DRM Doesn't Scale (continued)
I wrote my original post on this topic last August. It wasn’t a great post. It was a combination of geek speak and technology overload. All it really said was I had too many toys and couldn’t get digital music to work right on any of them.
My two favorite comments to that post were:
From Giordano – ah… the problems of the very rich.Good that I´m broke, so I don´t have to worry about this kind of things :)¨
From Jackson – I’m sure you’ll work it out. Gee, this new media makes everything so
easy, it’s right at your fingertips huh? 🙂 Excuse me, I’ve got to go
flip the record over…..
Thanks guys for putting me in my place. I deserved it.
But reading Tom Watson’s post today on the same topic took me right back to the point that I failed to make clearly and concisely last August.

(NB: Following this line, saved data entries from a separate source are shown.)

use super::util::TableSpec;

#[derive(Debug, Clone, PartialEq, Eq)]
pub enum Command {
    /// Run a wire-form query against tables loaded from NDJSON files.
    Query { tables: Vec<TableSpec>, query: String },
    /// Print the normalized wire form of a query and its hash.
    Explain { query: String },
    /// Print process counters.
    Metrics,
}
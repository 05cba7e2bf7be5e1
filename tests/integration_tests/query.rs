use super::_support::{connection, d, ids};
use nexusql::{Datum, ErrorKind, r};
use serde_json::json;

fn sample() -> Vec<serde_json::Value> {
    vec![json!({"id": 1, "a": 2}), json!({"id": 2, "a": 5}), json!({"id": 3, "a": 2})]
}

#[tokio::test]
async fn filter_by_partial_object() {
    let conn = connection("s", &sample()).await;
    let out = r::table("s").filter(json!({"a": 2})).run(&conn).await.unwrap().into_datum().await.unwrap();
    assert_eq!(ids(&out), vec![1, 3]);
}

#[tokio::test]
async fn order_by_desc_is_stable() {
    let conn = connection("s", &sample()).await;
    let out =
        r::table("s").order_by([r::desc("a")]).run(&conn).await.unwrap().into_datum().await.unwrap();
    assert_eq!(ids(&out), vec![2, 1, 3]);
}

#[tokio::test]
async fn filter_with_function_and_count() {
    let conn = connection("s", &sample()).await;
    let n = r::table("s")
        .filter_with(|row| row.field("a").gt(2))
        .count()
        .run(&conn)
        .await
        .unwrap()
        .into_datum()
        .await
        .unwrap();
    assert_eq!(n, Datum::from(1));
}

#[tokio::test]
async fn reduce_with_and_without_base() {
    let conn = connection("s", &[]).await;
    let six = r::expr(vec![1, 2, 3])
        .reduce_with_base(|acc, v| acc.add(v), 0)
        .run(&conn)
        .await
        .unwrap()
        .into_datum()
        .await
        .unwrap();
    assert_eq!(six, Datum::from(6));

    let err = r::expr(Vec::<i32>::new()).reduce(|acc, v| acc.add(v)).run(&conn).await.unwrap_err();
    assert_eq!(err.kind(), ErrorKind::EmptyReduction);
}

#[tokio::test]
async fn missing_field_needs_default() {
    let conn = connection("s", &[]).await;
    let doc = r::expr(json!({"a": 1}));
    let err = doc.field("b").run(&conn).await.unwrap_err();
    assert_eq!(err.kind(), ErrorKind::KeyMissing);
    let v = doc.field("b").default(7).run(&conn).await.unwrap().into_datum().await.unwrap();
    assert_eq!(v, Datum::from(7));
}

#[tokio::test]
async fn arithmetic_on_strings_is_a_type_error() {
    let conn = connection("s", &[]).await;
    let err = r::expr("x").sub(1).run(&conn).await.unwrap_err();
    assert_eq!(err.kind(), ErrorKind::TypeMismatch);
}

#[tokio::test]
async fn branch_skips_the_unchosen_arm() {
    let conn = connection("s", &[]).await;
    let v = r::branch(true, 1, r::expr(json!({})).field("nope"))
        .run(&conn)
        .await
        .unwrap()
        .into_datum()
        .await
        .unwrap();
    assert_eq!(v, Datum::from(1));
}

#[tokio::test]
async fn group_then_count_ungroups_on_return() {
    let conn = connection("s", &sample()).await;
    let out = r::table("s").group("a").count().run(&conn).await.unwrap().into_datum().await.unwrap();
    assert_eq!(
        out,
        d(json!([{"group": 2, "reduction": 2}, {"group": 5, "reduction": 1}]))
    );
}

#[tokio::test]
async fn eq_join_then_zip_merges_right_over_left() {
    let storage = super::_support::storage_with(
        "posts",
        &[json!({"id": 1, "author": "ann", "title": "hi"}), json!({"id": 2, "author": "bob", "title": "yo"})],
    )
    .await;
    storage.create_table("authors", nexusql::storage::TableOptions::default()).unwrap();
    let conn = nexusql::Connection::new(storage);
    r::table("authors")
        .insert(json!([{"id": "ann", "title": "editor"}]))
        .run(&conn)
        .await
        .unwrap();
    let out = r::table("posts")
        .eq_join("author", r::table("authors"))
        .zip()
        .run(&conn)
        .await
        .unwrap()
        .into_datum()
        .await
        .unwrap();
    assert_eq!(out, d(json!([{"id": "ann", "author": "ann", "title": "editor"}])));
}

#[tokio::test]
async fn outer_join_keeps_unmatched_left_rows() {
    let conn = connection("s", &sample()).await;
    let out = r::expr(vec![2, 9])
        .outer_join(r::table("s"), |l, r_| l.eq(r_.field("a")))
        .map(|pair| pair.field("right").default(r::expr(Datum::Null)))
        .run(&conn)
        .await
        .unwrap()
        .into_datum()
        .await
        .unwrap();
    let rows = out.expect_array().unwrap();
    assert_eq!(rows.len(), 3);
    assert!(rows[2].is_null());
}

#[tokio::test]
async fn nth_past_the_end_is_out_of_range() {
    let conn = connection("s", &sample()).await;
    let err = r::table("s").nth(10).run(&conn).await.unwrap_err();
    assert_eq!(err.kind(), ErrorKind::IndexOutOfRange);
}

#[tokio::test]
async fn concat_map_flattens_one_level() {
    let conn = connection("s", &[]).await;
    let out = r::expr(json!([[1], [2]]))
        .concat_map(|x| r::array([x]))
        .run(&conn)
        .await
        .unwrap()
        .into_datum()
        .await
        .unwrap();
    assert_eq!(out, d(json!([[1], [2]])));
}

#[tokio::test]
async fn unknown_table_is_reported() {
    let conn = connection("s", &[]).await;
    let err = r::table("missing").count().run(&conn).await.unwrap_err();
    assert!(err.to_string().contains("missing"));
}

#[tokio::test]
async fn filter_on_object_valued_field_uses_truthiness() {
    let conn = connection("subs", &[json!({"id": 1, "sub": {"x": 1}}), json!({"id": 2, "sub": null})]).await;
    let out = r::table("subs").filter(r::field("sub")).run(&conn).await.unwrap().into_datum().await.unwrap();
    assert_eq!(ids(&out), vec![1]);
}

#[tokio::test]
async fn inner_join_pairs_every_match() {
    let conn = connection("s", &sample()).await;
    let out = r::expr(vec![2, 5, 7])
        .inner_join(r::table("s"), |l, r_| l.eq(r_.field("a")))
        .map(|pair| r::array([pair.field("left"), pair.field("right").field("id")]))
        .run(&conn)
        .await
        .unwrap()
        .into_datum()
        .await
        .unwrap();
    assert_eq!(out, d(json!([[2, 1], [2, 3], [5, 2]])));
}

#[tokio::test]
async fn in_timezone_keeps_the_instant() {
    let conn = connection("s", &[]).await;
    let utc = r::epoch_time(1_700_000_000);
    let shifted = utc.in_timezone("+05:00");
    let mut got = Vec::new();
    for q in [
        utc.to_epoch_time(),
        shifted.to_epoch_time(),
        utc.hours(),
        shifted.hours(),
        utc.timezone(),
        shifted.timezone(),
    ] {
        got.push(q.run(&conn).await.unwrap().into_datum().await.unwrap());
    }
    assert_eq!(got[0], Datum::from(1_700_000_000));
    assert_eq!(got[0], got[1]);
    assert_eq!((got[2].clone(), got[3].clone()), (Datum::from(22), Datum::from(3)));
    assert_eq!((got[4].clone(), got[5].clone()), (Datum::from("+00:00"), Datum::from("+05:00")));
}
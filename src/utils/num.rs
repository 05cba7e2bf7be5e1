//! Numeric conversions kept in one place so call sites stay searchable.
//!
//! Fallible conversions return `Option`; saturating ones clamp instead of truncating.

#[inline]
#[must_use]
pub fn i64_to_usize(v: i64) -> Option<usize> {
    usize::try_from(v).ok()
}

#[inline]
#[must_use]
#[allow(clippy::cast_precision_loss)]
pub fn usize_to_f64(v: usize) -> f64 {
    v as f64
}

#[inline]
#[must_use]
pub fn u128_to_u64_saturating(v: u128) -> u64 {
    u64::try_from(v).unwrap_or(u64::MAX)
}

/// Resolves a possibly negative position against `len`; `-1` is the last element.
/// Returns `None` when a negative position reaches before the start.
#[inline]
#[must_use]
pub fn resolve_index(i: i64, len: usize) -> Option<usize> {
    if i >= 0 {
        return i64_to_usize(i);
    }
    let back = usize::try_from(i.unsigned_abs()).ok()?;
    len.checked_sub(back)
}

#[cfg(test)]
mod tests {
    use super::*;

    #[test]
    fn saturating_conversions() {
        assert_eq!(u128_to_u64_saturating(7), 7);
        assert_eq!(u128_to_u64_saturating(u128::MAX), u64::MAX);
    }

    #[test]
    fn negative_indices_count_from_end() {
        assert_eq!(resolve_index(-1, 3), Some(2));
        assert_eq!(resolve_index(-3, 3), Some(0));
        assert_eq!(resolve_index(-4, 3), None);
        assert_eq!(resolve_index(5, 3), Some(5));
    }
}
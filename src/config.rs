//! TOML configuration with environment overrides.
//!
//! ```toml
//! [query]
//! array_limit = 100000
//! cursor_buffer = 64
//! default_durability = "hard"
//! slow_query_ms = 500
//!
//! [logging]
//! dir = "logs"
//! level = "info"
//! retention = 7
//! ```
use crate::errors::DbError;
use crate::query::cursor::DEFAULT_CURSOR_BUFFER;
use crate::query::eval::DEFAULT_ARRAY_LIMIT;
use crate::storage::Durability;
use serde::{Deserialize, Serialize};
use std::path::{Path, PathBuf};

pub const CONFIG_ENV: &str = "NEXUSQL_CONFIG";
pub const DEFAULT_CONFIG_FILE: &str = "nexusql.toml";

#[derive(Debug, Clone, PartialEq, Eq, Serialize, Deserialize)]
#[serde(default)]
pub struct QueryConfig {
    /// Largest array a query may materialize.
    pub array_limit: usize,
    /// Rows buffered between a cursor's producer and its consumer.
    pub cursor_buffer: usize,
    pub default_durability: Durability,
    pub slow_query_ms: u64,
}

impl Default for QueryConfig {
    fn default() -> Self {
        Self {
            array_limit: DEFAULT_ARRAY_LIMIT,
            cursor_buffer: DEFAULT_CURSOR_BUFFER,
            default_durability: Durability::Hard,
            slow_query_ms: 500,
        }
    }
}

#[derive(Debug, Clone, PartialEq, Eq, Serialize, Deserialize)]
#[serde(default)]
pub struct LoggingConfig {
    /// Directory for rolling log files; console output when unset.
    pub dir: Option<PathBuf>,
    pub level: String,
    /// Rolled files kept per appender.
    pub retention: u32,
}

impl Default for LoggingConfig {
    fn default() -> Self {
        Self { dir: None, level: "info".into(), retention: 7 }
    }
}

#[derive(Debug, Clone, Default, PartialEq, Eq, Serialize, Deserialize)]
#[serde(default)]
pub struct Config {
    pub query: QueryConfig,
    pub logging: LoggingConfig,
}

impl Config {
    pub fn from_toml_str(s: &str) -> Result<Self, DbError> {
        Ok(toml::from_str(s)?)
    }

    pub fn load(path: &Path) -> Result<Self, DbError> {
        let text = std::fs::read_to_string(path)
            .map_err(|e| DbError::Io(format!("Failed to read config {}: {e}", path.display())))?;
        let cfg = Self::from_toml_str(&text)?;
        log::debug!("config: loaded path={}", path.display());
        Ok(cfg)
    }

    /// Applies `NEXUSQL_ARRAY_LIMIT` and `NEXUSQL_SLOW_QUERY_MS` when set and numeric.
    #[must_use]
    pub fn with_env_overrides(mut self) -> Self {
        if let Some(n) = env_number("NEXUSQL_ARRAY_LIMIT") {
            self.query.array_limit = usize::try_from(n).unwrap_or(usize::MAX);
        }
        if let Some(ms) = env_number("NEXUSQL_SLOW_QUERY_MS") {
            self.query.slow_query_ms = ms;
        }
        self
    }

    /// Resolves the configuration file: explicit path, then `NEXUSQL_CONFIG`, then
    /// `./nexusql.toml`, then defaults. Environment overrides are applied last.
    pub fn resolve(explicit: Option<&Path>) -> Result<Self, DbError> {
        let from_env = std::env::var_os(CONFIG_ENV).map(PathBuf::from);
        let path = match (explicit, from_env) {
            (Some(p), _) => Some(p.to_path_buf()),
            (None, Some(p)) => Some(p),
            (None, None) => {
                let local = PathBuf::from(DEFAULT_CONFIG_FILE);
                local.exists().then_some(local)
            }
        };
        let cfg = match path {
            Some(p) => Self::load(&p)?,
            None => Self::default(),
        };
        Ok(cfg.with_env_overrides())
    }
}

fn env_number(key: &str) -> Option<u64> {
    std::env::var(key).ok().and_then(|s| s.trim().parse::<u64>().ok())
}

#[cfg(test)]
mod tests {
    use super::*;
    use crate::errors::ErrorKind;

    #[test]
    fn partial_files_keep_defaults() {
        let cfg = Config::from_toml_str("[query]\ncursor_buffer = 8\n").unwrap();
        assert_eq!(cfg.query.cursor_buffer, 8);
        assert_eq!(cfg.query.array_limit, DEFAULT_ARRAY_LIMIT);
        assert_eq!(cfg.logging.level, "info");
    }

    #[test]
    fn durability_is_lowercase() {
        let cfg = Config::from_toml_str("[query]\ndefault_durability = \"soft\"\n").unwrap();
        assert_eq!(cfg.query.default_durability, Durability::Soft);
        let err = Config::from_toml_str("[query]\ndefault_durability = \"eventual\"\n").unwrap_err();
        assert_eq!(err.kind(), ErrorKind::Config);
    }

    #[test]
    fn load_reads_files() {
        let dir = tempfile::tempdir().unwrap();
        let path = dir.path().join("nexusql.toml");
        std::fs::write(&path, "[logging]\nretention = 3\n").unwrap();
        assert_eq!(Config::load(&path).unwrap().logging.retention, 3);
        assert_eq!(Config::load(&dir.path().join("missing.toml")).unwrap_err().kind(), ErrorKind::Io);
    }
}
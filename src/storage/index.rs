use crate::datum::Datum;
use crate::query::eval::apply_standalone;
use crate::query::term::Term;
use crate::storage::is_valid_range;
use serde::Serialize;
use std::collections::{BTreeMap, BTreeSet};
use std::ops::Bound;
use std::sync::Arc;

#[derive(Debug, Clone, Default, PartialEq, Eq)]
pub struct IndexStats {
    pub keys: usize,
    pub entries: usize,
}

#[derive(Debug, Clone, PartialEq, Eq, Serialize)]
pub struct IndexDescriptor {
    pub name: String,
    pub multi: bool,
}

/// Ordered map from index value to the primary keys of rows carrying it.
#[derive(Debug, Clone)]
pub struct SecondaryIndex {
    pub name: String,
    func: Arc<Term>,
    multi: bool,
    map: BTreeMap<Datum, BTreeSet<Datum>>,
    pub stats: IndexStats,
}

impl SecondaryIndex {
    /// `func` is evaluated against each row; a bare string names a field.
    #[must_use]
    pub fn new(name: &str, func: Arc<Term>, multi: bool) -> Self {
        let func = match func.as_ref() {
            Term::Literal(Datum::String(field)) => Arc::new(Term::Field(field.clone())),
            _ => func,
        };
        Self { name: name.to_owned(), func, multi, map: BTreeMap::new(), stats: IndexStats::default() }
    }

    #[must_use]
    pub fn descriptor(&self) -> IndexDescriptor {
        IndexDescriptor { name: self.name.clone(), multi: self.multi }
    }

    /// Index values for `doc`. Rows the function fails on, or maps to `null`, are not indexed.
    fn keys_for(&self, doc: &Datum) -> Vec<Datum> {
        match apply_standalone(&self.func, doc.clone()) {
            Ok(Datum::Null) => Vec::new(),
            Ok(Datum::Array(items)) if self.multi => items,
            Ok(key) => vec![key],
            Err(e) => {
                log::trace!("index {}: row not indexed: {e}", self.name);
                Vec::new()
            }
        }
    }

    pub fn insert(&mut self, doc: &Datum, pk: &Datum) {
        for key in self.keys_for(doc) {
            if self.map.entry(key).or_default().insert(pk.clone()) {
                self.stats.entries += 1;
            }
        }
        self.stats.keys = self.map.len();
    }

    pub fn remove(&mut self, doc: &Datum, pk: &Datum) {
        for key in self.keys_for(doc) {
            if let Some(set) = self.map.get_mut(&key) {
                if set.remove(pk) {
                    self.stats.entries = self.stats.entries.saturating_sub(1);
                }
                if set.is_empty() {
                    self.map.remove(&key);
                }
            }
        }
        self.stats.keys = self.map.len();
    }

    /// Primary keys of rows whose index value equals `key`.
    #[must_use]
    pub fn lookup(&self, key: &Datum) -> Vec<Datum> {
        self.map.get(key).map(|set| set.iter().cloned().collect()).unwrap_or_default()
    }

    /// Primary keys in index order for values between the bounds.
    #[must_use]
    pub fn range(&self, lower: Bound<&Datum>, upper: Bound<&Datum>) -> Vec<Datum> {
        if !is_valid_range(lower, upper) {
            return Vec::new();
        }
        self.map.range((lower, upper)).flat_map(|(_, set)| set.iter().cloned()).collect()
    }
}
//! Joins and `zip`.
//!
//! Output rows are `{left, right}` objects. The left side streams; the right side of a nested
//! loop join is materialized once per query.
use super::eval::{Function, Scope, Selector, arg, eval, opt_string};
use super::term::{Call, Op};
use super::value::Value;
use crate::datum::{Datum, object};
use crate::errors::DbError;
use std::sync::Arc;

fn pair(left: Datum, right: Datum) -> Datum {
    object([("left", left), ("right", right)])
}

pub(super) fn apply(c: &Call, recv: Value, scope: &Scope) -> Result<Value, DbError> {
    let limit = scope.array_limit();
    match c.op {
        Op::InnerJoin | Op::OuterJoin => {
            let right: Arc<Vec<Datum>> =
                Arc::new(eval(arg(c, 1)?, scope)?.into_sequence()?.collect_bounded(limit)?);
            let matches = Function::from_term(arg(c, 2)?)?;
            let outer = c.op == Op::OuterJoin;
            let scope = scope.clone();
            let seq = recv.into_sequence()?.flat_map_items(move |l| {
                let mut out = Vec::new();
                for r in right.iter() {
                    if matches.call(&scope, vec![l.clone(), r.clone()])?.is_truthy() {
                        out.push(pair(l.clone(), r.clone()));
                    }
                }
                if outer && out.is_empty() {
                    out.push(pair(l, Datum::Null));
                }
                Ok(out)
            });
            Ok(seq.into())
        }
        Op::EqJoin => eq_join(c, recv, scope),
        Op::Zip => {
            let seq = recv.into_sequence()?.map_items(zip_row);
            Ok(seq.into())
        }
        other => Err(DbError::QueryError(format!("`{}` is not a join operator", other.name()))),
    }
}

fn eq_join(c: &Call, recv: Value, scope: &Scope) -> Result<Value, DbError> {
    let attr = Selector::from_term(arg(c, 1)?)?;
    let index = opt_string(c, "index", scope)?;
    let lookup: Box<dyn Fn(&Datum) -> Result<Vec<Datum>, DbError> + Send> =
        match eval(arg(c, 2)?, scope)? {
            Value::Table(table) => {
                let index = index.unwrap_or_else(|| table.primary_key().to_owned());
                Box::new(move |key| table.index_lookup(&index, key))
            }
            other => {
                let field = index.unwrap_or_else(|| "id".to_owned());
                let rows = other.into_sequence()?.collect_bounded(scope.array_limit())?;
                Box::new(move |key| {
                    Ok(rows.iter().filter(|r| r.field(&field) == Some(key)).cloned().collect())
                })
            }
        };
    let scope = scope.clone();
    let seq = recv.into_sequence()?.flat_map_items(move |l| {
        let Some(key) = attr.select_opt(&scope, &l)? else {
            return Ok(Vec::new());
        };
        Ok(lookup(&key)?.into_iter().map(|r| pair(l.clone(), r)).collect())
    });
    Ok(seq.into())
}

/// Shallow merge of `right` over `left`; a missing or null right side yields `left`.
fn zip_row(row: Datum) -> Result<Datum, DbError> {
    let left = row.get_field("left")?.clone();
    match row.field("right") {
        None | Some(Datum::Null) => Ok(left),
        Some(right) => {
            let mut merged = left.into_object()?;
            merged.extend(right.expect_object()?.clone());
            Ok(Datum::Object(merged))
        }
    }
}

#[cfg(test)]
mod tests {
    use super::*;
    use serde_json::json;

    #[test]
    fn zip_prefers_right_fields() {
        let row = Datum::from(json!({"left": {"id": 1, "a": 1}, "right": {"id": 9, "b": 2}}));
        assert_eq!(zip_row(row).unwrap(), Datum::from(json!({"id": 9, "a": 1, "b": 2})));
    }

    #[test]
    fn zip_without_right_side_keeps_left() {
        let row = Datum::from(json!({"left": {"id": 1}, "right": null}));
        assert_eq!(zip_row(row).unwrap(), Datum::from(json!({"id": 1})));
    }
}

Here is my attempt to make that point clearly and concisely:
DRM, as it is currently implemented, is not about protecting content owners from theft, it is a way to lock in consumers to proprietary hardware solutions and marketplaces and force consumers to pay multiple times for the same piece of content they already own if they want to play it on multiple devices. Until DRM fixes these issues (which I predict they never will), it is consumer unfriendly and will be rejected and lead to more, not less, copyright theft.
UPDATE: For a less heated and more rational explanation of all of this see my friend John’s post on the same subject from earlier this year.